---------- Provided data ----------
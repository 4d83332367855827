//! HTTP surface: thin JSON handlers over the lifecycle engine
//!
//! Handlers parse a request, call one engine operation and serialize the
//! result; no business logic lives here.

mod account;
mod auth;
mod reset;
mod session;

use std::sync::Arc;

use axum::routing::{get, post};
use axum::Router;
use tower_cookies::CookieManagerLayer;
use tower_http::trace::TraceLayer;

use crate::auth::AuthService;
use crate::email::Mailer;
use crate::store::{AccountStore, SessionStore};

/// Create the router with all account routes
pub fn create_router<A, S, M>(service: Arc<AuthService<A, S, M>>) -> Router
where
    A: AccountStore + 'static,
    S: SessionStore + 'static,
    M: Mailer + 'static,
{
    Router::new()
        .route("/api/auth/register", post(account::register))
        .route("/api/auth/verify", get(account::verify_email))
        .route("/api/auth/resend_verification", post(account::resend_verification))
        .route("/api/auth/login", post(auth::login))
        .route("/api/auth/logout", post(auth::logout))
        .route("/api/auth/session", get(session::session_context))
        .route("/api/auth/request_reset", post(reset::request_reset))
        .route("/api/auth/complete_reset", post(reset::complete_reset))
        .layer(CookieManagerLayer::new())
        .layer(TraceLayer::new_for_http())
        .with_state(service)
}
----------
- [Exercise]: Retype the records above without changing a single word.

- [Solved exercise]:
repository 4d83332367855827
//! HTTP surface: thin JSON handlers over the lifecycle engine
//!
//! Handlers parse a request, call one engine operation and serialize the
//! result; no business logic lives here.

mod account;
mod auth;
mod reset;
mod session;

use std::sync::Arc;

use axum::routing::{get, post};
use axum::Router;
use tower_cookies::CookieManagerLayer;
use tower_http::trace::TraceLayer;

use crate::auth::AuthService;
use crate::email::Mailer;
use crate::store::{AccountStore, SessionStore};

/// Create the router with all account routes
pub fn create_router<A, S, M>(service: Arc<AuthService<A, S, M>>) -> Router
where
    A: AccountStore + 'static,
    S: SessionStore + 'static,
    M: Mailer + 'static,
{
    Router::new()
        .route("/api/auth/register", post(account::register))
        .route("/api/auth/verify", get(account::verify_email))
        .route("/api/auth/resend_verification", post(account::resend_verification))
        .route("/api/auth/login", post(auth::login))
        .route("/api/auth/logout", post(auth::logout))
        .route("/api/auth/session", get(session::session_context))
        .route("/api/auth/request_reset", post(reset::request_reset))
        .route("/api/auth/complete_reset", post(reset::complete_reset))
        .layer(CookieManagerLayer::new())
        .layer(TraceLayer::new_for_http())
        .with_state(service)
}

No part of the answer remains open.